**Instructions for the task**: Print the complete set of entries exactly.

**Supplied records**:
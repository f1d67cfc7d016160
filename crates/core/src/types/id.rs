//! Newtype IDs for type-safe entity references.
//!
//! Catalog identifiers are opaque strings handed out by the catalog store
//! (document ids, slugs, numeric ids rendered as text). Use the `define_id!`
//! macro to create wrappers that keep product and category ids apart.

/// Macro to define a type-safe, string-backed ID wrapper.
///
/// Creates a newtype wrapper around `String` with:
/// - `Serialize`/`Deserialize` with `#[serde(transparent)]`
/// - `Debug`, `Clone`, `PartialEq`, `Eq`, `Hash`, `PartialOrd`, `Ord`
/// - Conversion methods: `new()`, `as_str()`, `into_inner()`
/// - `From<String>`, `From<&str>`, `AsRef<str>` and `Borrow<str>`
///
/// # Example
///
/// ```rust
/// # use marketsquare_core::define_id;
/// define_id!(WarehouseId);
/// define_id!(ShelfId);
///
/// let warehouse = WarehouseId::new("ist-01");
/// let shelf = ShelfId::new("ist-01");
///
/// assert_eq!(warehouse.as_str(), shelf.as_str());
/// // These are different types, so this won't compile:
/// // let _: WarehouseId = shelf;
/// ```
#[macro_export]
macro_rules! define_id {
    ($name:ident) => {
        #[derive(
            Debug,
            Clone,
            PartialEq,
            Eq,
            Hash,
            PartialOrd,
            Ord,
            ::serde::Serialize,
            ::serde::Deserialize
        )]
        #[serde(transparent)]
        pub struct $name(String);

        impl $name {
            /// Create a new ID from any string-like value.
            #[must_use]
            pub fn new(id: impl Into<String>) -> Self {
                Self(id.into())
            }

            /// Get the underlying string value.
            #[must_use]
            pub fn as_str(&self) -> &str {
                &self.0
            }

            /// Consume the ID and return the inner string.
            #[must_use]
            pub fn into_inner(self) -> String {
                self.0
            }
        }

        impl ::core::fmt::Display for $name {
            fn fmt(&self, f: &mut ::core::fmt::Formatter<'_>) -> ::core::fmt::Result {
                f.write_str(&self.0)
            }
        }

        impl From<String> for $name {
            fn from(id: String) -> Self {
                Self(id)
            }
        }

        impl From<&str> for $name {
            fn from(id: &str) -> Self {
                Self(id.to_owned())
            }
        }

        impl From<$name> for String {
            fn from(id: $name) -> Self {
                id.0
            }
        }

        impl AsRef<str> for $name {
            fn as_ref(&self) -> &str {
                &self.0
            }
        }

        impl ::core::borrow::Borrow<str> for $name {
            fn borrow(&self) -> &str {
                &self.0
            }
        }
    };
}

// Define standard entity IDs
define_id!(ProductId);
define_id!(CategoryId);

**Output of the exercise**:
repository f1d67cfc7d016160
filename crates/core/src/types/id.rs
//! Newtype IDs for type-safe entity references.
//!
//! Catalog identifiers are opaque strings handed out by the catalog store
//! (document ids, slugs, numeric ids rendered as text). Use the `define_id!`
//! macro to create wrappers that keep product and category ids apart.

/// Macro to define a type-safe, string-backed ID wrapper.
///
/// Creates a newtype wrapper around `String` with:
/// - `Serialize`/`Deserialize` with `#[serde(transparent)]`
/// - `Debug`, `Clone`, `PartialEq`, `Eq`, `Hash`, `PartialOrd`, `Ord`
/// - Conversion methods: `new()`, `as_str()`, `into_inner()`
/// - `From<String>`, `From<&str>`, `AsRef<str>` and `Borrow<str>`
///
/// # Example
///
/// ```rust
/// # use marketsquare_core::define_id;
/// define_id!(WarehouseId);
/// define_id!(ShelfId);
///
/// let warehouse = WarehouseId::new("ist-01");
/// let shelf = ShelfId::new("ist-01");
///
/// assert_eq!(warehouse.as_str(), shelf.as_str());
/// // These are different types, so this won't compile:
/// // let _: WarehouseId = shelf;
/// ```
#[macro_export]
macro_rules! define_id {
    ($name:ident) => {
        #[derive(
            Debug,
            Clone,
            PartialEq,
            Eq,
            Hash,
            PartialOrd,
            Ord,
            ::serde::Serialize,
            ::serde::Deserialize
        )]
        #[serde(transparent)]
        pub struct $name(String);

        impl $name {
            /// Create a new ID from any string-like value.
            #[must_use]
            pub fn new(id: impl Into<String>) -> Self {
                Self(id.into())
            }

            /// Get the underlying string value.
            #[must_use]
            pub fn as_str(&self) -> &str {
                &self.0
            }

            /// Consume the ID and return the inner string.
            #[must_use]
            pub fn into_inner(self) -> String {
                self.0
            }
        }

        impl ::core::fmt::Display for $name {
            fn fmt(&self, f: &mut ::core::fmt::Formatter<'_>) -> ::core::fmt::Result {
                f.write_str(&self.0)
            }
        }

        impl From<String> for $name {
            fn from(id: String) -> Self {
                Self(id)
            }
        }

        impl From<&str> for $name {
            fn from(id: &str) -> Self {
                Self(id.to_owned())
            }
        }

        impl From<$name> for String {
            fn from(id: $name) -> Self {
                id.0
            }
        }

        impl AsRef<str> for $name {
            fn as_ref(&self) -> &str {
                &self.0
            }
        }

        impl ::core::borrow::Borrow<str> for $name {
            fn borrow(&self) -> &str {
                &self.0
            }
        }
    };
}

// Define standard entity IDs
define_id!(ProductId);
define_id!(CategoryId);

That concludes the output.